Over the years, I’ve often had dealings with Gerry Jackson and his group at the The New Australian, a group notable, even by blogosphere standards, for a vitriolic style and casual disregard for the facts. At one time, I was even willing to respond to their attacks on me, and wrote responses, which, to Jackson’s credit, he published on his site. I also sparred with Aaron Oakley in the pages of Margo Kingston’s Webdiary. More recently, I concluded that it was a waste of time talking to them, and decided to ignore future attacks
My position has hardened since the publication of my recent post explaining why, among the many dictators that infest the world, I personally loathe Augusto Pinochet and the late Leonid Brezhnev more than others. This elicited a stream of attacks from the New Australian group, and led me to this sickening link, where Jackson defends the terrorist assassination (the US State Department’s assessment, not mine) of exiled Chilean Foreign Minister Orlando Letelier in Washington DC in 1976.

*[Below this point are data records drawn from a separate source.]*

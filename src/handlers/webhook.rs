use crate::domain::GatewayKind;
use crate::error::AppError;
use crate::gateway::signature::SIGNATURE_HEADER;
use crate::schemas::WebhookAck;
use crate::AppState;
use axum::{
    body::Bytes,
    extract::{Path, State},
    http::HeaderMap,
    Json,
};

/// Gateway callback. The body is taken raw so the signature is checked over the
/// exact bytes the provider signed.
#[utoipa::path(
    post,
    path = "/webhooks/{provider}",
    params(("provider" = String, Path, description = "pix or card")),
    responses(
        (status = 200, description = "Accepted, including replays", body = WebhookAck),
        (status = 401, description = "Signature missing or invalid"),
        (status = 404, description = "Unknown provider or reference"),
        (status = 409, description = "Transition refused"),
        (status = 422, description = "Amount does not match the charge")
    ),
    tag = "Webhooks"
)]
pub async fn gateway_webhook(
    State(state): State<AppState>,
    Path(provider): Path<String>,
    headers: HeaderMap,
    body: Bytes,
) -> Result<Json<WebhookAck>, AppError> {
    let kind: GatewayKind = provider
        .parse()
        .map_err(|_| AppError::NotFound(format!("unknown payment provider {}", provider)))?;

    let signature = headers
        .get(SIGNATURE_HEADER)
        .and_then(|v| v.to_str().ok());

    tracing::info!(gateway = %kind, bytes = body.len(), "Gateway webhook received");

    let outcome = state
        .coordinator
        .handle_webhook(kind, &body, signature)
        .await?;

    Ok(Json(outcome.into()))
}
use super::http::GatewayHttp;
use super::{
    signature, ChargeRequest, GatewayAdapter, GatewayChargeResult, GatewayError, GatewayStatus,
    MethodMetadata,
};
use crate::domain::GatewayKind;
use async_trait::async_trait;
use serde::{Deserialize, Serialize};
use std::time::Duration;

#[derive(Debug, Serialize)]
struct CreateCardCharge<'a> {
    external_id: String,
    amount_cents: i64,
    currency: &'a str,
    description: &'a str,
    card_token: &'a str,
    installments: u32,
    capture: bool,
}

#[derive(Debug, Deserialize)]
struct CardChargeResponse {
    id: String,
    status: String,
    #[serde(default)]
    action_url: Option<String>,
    #[serde(default)]
    decline_reason: Option<String>,
}

/// Card acquirer client. Charges are auto-captured; a 3DS challenge leaves the
/// charge in `processing` until the acquirer confirms it.
#[derive(Clone)]
pub struct CardGatewayAdapter {
    http: GatewayHttp,
    webhook_secret: String,
}

impl CardGatewayAdapter {
    pub fn new(base_url: String, api_key: String, webhook_secret: String, timeout: Duration) -> Self {
        Self {
            http: GatewayHttp::new(base_url, api_key, timeout),
            webhook_secret,
        }
    }

    pub fn base_url(&self) -> &str {
        &self.http.base_url
    }
}

fn parse_status(status: &str) -> Result<GatewayStatus, GatewayError> {
    GatewayStatus::from_provider(status).ok_or_else(|| {
        GatewayError::Unavailable(format!("unrecognized card charge status: {}", status))
    })
}

#[async_trait]
impl GatewayAdapter for CardGatewayAdapter {
    fn kind(&self) -> GatewayKind {
        GatewayKind::Card
    }

    async fn create_charge(
        &self,
        request: &ChargeRequest,
    ) -> Result<GatewayChargeResult, GatewayError> {
        let (card_token, installments) = match &request.metadata {
            MethodMetadata::Card {
                card_token,
                installments,
            } => (card_token.as_str(), *installments),
            MethodMetadata::Pix { .. } => {
                return Err(GatewayError::Rejected(
                    "card token is required for card payments".to_string(),
                ))
            }
        };

        let body = CreateCardCharge {
            external_id: request.intent_id.to_string(),
            amount_cents: request.amount_cents,
            currency: &request.currency,
            description: &request.description,
            card_token,
            installments: installments.max(1),
            capture: true,
        };

        tracing::info!(
            intent_id = %request.intent_id,
            amount_cents = request.amount_cents,
            installments = body.installments,
            "Submitting card authorization"
        );

        let response: CardChargeResponse = self.http.post_json("/v1/card/charges", &body).await?;
        let status = parse_status(&response.status)?;
        if status == GatewayStatus::Failed {
            let reason = response
                .decline_reason
                .unwrap_or_else(|| "card declined".to_string());
            return Err(GatewayError::Rejected(reason));
        }

        Ok(GatewayChargeResult {
            reference: response.id,
            status,
            qr_payload: None,
            expires_at: None,
            action_url: response.action_url,
        })
    }

    async fn poll_status(&self, reference: &str) -> Result<GatewayStatus, GatewayError> {
        let response: CardChargeResponse = self
            .http
            .get_json(&format!("/v1/card/charges/{}", reference))
            .await?;
        parse_status(&response.status)
    }

    fn verify_webhook_signature(&self, payload: &[u8], signature: &str) -> bool {
        signature::verify_now(&self.webhook_secret, payload, signature)
    }

    async fn cancel_charge(&self, reference: &str) -> Result<(), GatewayError> {
        let _: CardChargeResponse = self
            .http
            .post_json(
                &format!("/v1/card/charges/{}/void", reference),
                &serde_json::json!({}),
            )
            .await?;
        Ok(())
    }
}
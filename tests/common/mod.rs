#![allow(dead_code)]

use axum::{
    body::Body,
    http::{Request, StatusCode},
    Router,
};
use creatorpay_core::campaigns::InMemoryCampaigns;
use creatorpay_core::db::{InMemoryLedgerStore, InMemoryPaymentIntentRepository};
use creatorpay_core::domain::{EntryReason, GatewayKind};
use creatorpay_core::events::BroadcastNotifier;
use creatorpay_core::gateway::{GatewayRegistry, SandboxGateway};
use creatorpay_core::health::HealthChecker;
use creatorpay_core::services::{CoordinatorSettings, Ledger, ReconciliationCoordinator};
use creatorpay_core::{create_app, AppState};
use serde_json::Value;
use std::sync::Arc;
use tower::ServiceExt;

pub const WEBHOOK_SECRET: &str = "whsec_integration";
pub const OWNER: &str = "creator-1";

pub struct TestApp {
    pub router: Router,
    pub state: AppState,
    pub ledger: Ledger,
    pub pix: Arc<SandboxGateway>,
    pub card: Arc<SandboxGateway>,
    pub campaigns: Arc<InMemoryCampaigns>,
    pub notifier: BroadcastNotifier,
}

pub fn spawn_app() -> TestApp {
    let ledger = Ledger::new(Arc::new(InMemoryLedgerStore::new()));
    let pix = Arc::new(SandboxGateway::new(GatewayKind::Pix, WEBHOOK_SECRET));
    let card = Arc::new(SandboxGateway::new(GatewayKind::Card, WEBHOOK_SECRET));
    let campaigns = Arc::new(InMemoryCampaigns::new());
    let notifier = BroadcastNotifier::new(64);

    let coordinator = Arc::new(ReconciliationCoordinator::new(
        ledger.clone(),
        Arc::new(InMemoryPaymentIntentRepository::new()),
        GatewayRegistry::new()
            .with_adapter(pix.clone())
            .with_adapter(card.clone()),
        campaigns.clone(),
        Arc::new(notifier.clone()),
        CoordinatorSettings::default(),
    ));

    let state = AppState::new(coordinator, HealthChecker::new());
    TestApp {
        router: create_app(state.clone()),
        state,
        ledger,
        pix,
        card,
        campaigns,
        notifier,
    }
}

impl TestApp {
    pub async fn fund(&self, owner: &str, amount: i64) {
        let wallet = self.ledger.open_account(owner, "BRL").await.unwrap();
        self.ledger
            .credit(
                wallet.id,
                amount,
                EntryReason::Deposit,
                &format!("seed:{}:{}", owner, amount),
                None,
            )
            .await
            .unwrap();
    }

    pub async fn balance(&self, owner: &str) -> i64 {
        self.ledger.balance_for_owner(owner, "BRL").await.unwrap()
    }

    pub async fn send(&self, request: Request<Body>) -> (StatusCode, Value) {
        let response = self.router.clone().oneshot(request).await.unwrap();
        let status = response.status();
        let bytes = hyper::body::to_bytes(response.into_body()).await.unwrap();
        let body = if bytes.is_empty() {
            Value::Null
        } else {
            serde_json::from_slice(&bytes).unwrap_or(Value::String(
                String::from_utf8_lossy(&bytes).into_owned(),
            ))
        };
        (status, body)
    }

    pub async fn get(&self, uri: &str, user: Option<&str>) -> (StatusCode, Value) {
        let mut builder = Request::builder().method("GET").uri(uri);
        if let Some(user) = user {
            builder = builder.header("x-user-id", user);
        }
        self.send(builder.body(Body::empty()).unwrap()).await
    }

    pub async fn post_json(&self, uri: &str, user: Option<&str>, body: Value) -> (StatusCode, Value) {
        let mut builder = Request::builder()
            .method("POST")
            .uri(uri)
            .header("content-type", "application/json");
        if let Some(user) = user {
            builder = builder.header("x-user-id", user);
        }
        self.send(builder.body(Body::from(body.to_string())).unwrap())
            .await
    }

    pub async fn post_webhook(
        &self,
        provider: &str,
        body: Vec<u8>,
        signature: Option<&str>,
    ) -> (StatusCode, Value) {
        let mut builder = Request::builder()
            .method("POST")
            .uri(format!("/webhooks/{}", provider))
            .header("content-type", "application/json");
        if let Some(sig) = signature {
            builder = builder.header("x-gateway-signature", sig);
        }
        self.send(builder.body(Body::from(body)).unwrap()).await
    }
}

In some sense, all murders are equally evil, but there’s something particularly repugnant about a government pursuing its enemies into foreign countries and murdering them. The first to do this on a big scale was Stalin, and Jackson’s justification for the murder is straight out of the Stalin school of falsification – Letelier, he says, was a KGB agent. Even if true, this would not of course justify murder, but as far as I can determine, Jackson’s only source for this accusation is one William F. Jasper a writer for a journal called The New American (even loonier than The New Australian), who, among other things, accuses Bill Clinton and most of his administration of being terrorist sympathisers.
In an unsolicited (but apparently widely distributed) email, Jackson claims his position is justified because I “adamantly refused to condemn Castro”. Given that this fight started with my post condemning Castro’s patron and paymaster Brezhnev, this is bizarre (did Jackson expect me to list all the dictators of the last century and condemn them individually?), but, for the record, I condemn all dictators, Communist and otherwise, including Castro.
As I said in the original post, I have a visceral loathing for Pinochet and those who seek to justify his murderous regime. Jackson will no doubt have his say on his own site, but I will have no further dealings with him or those associated with him.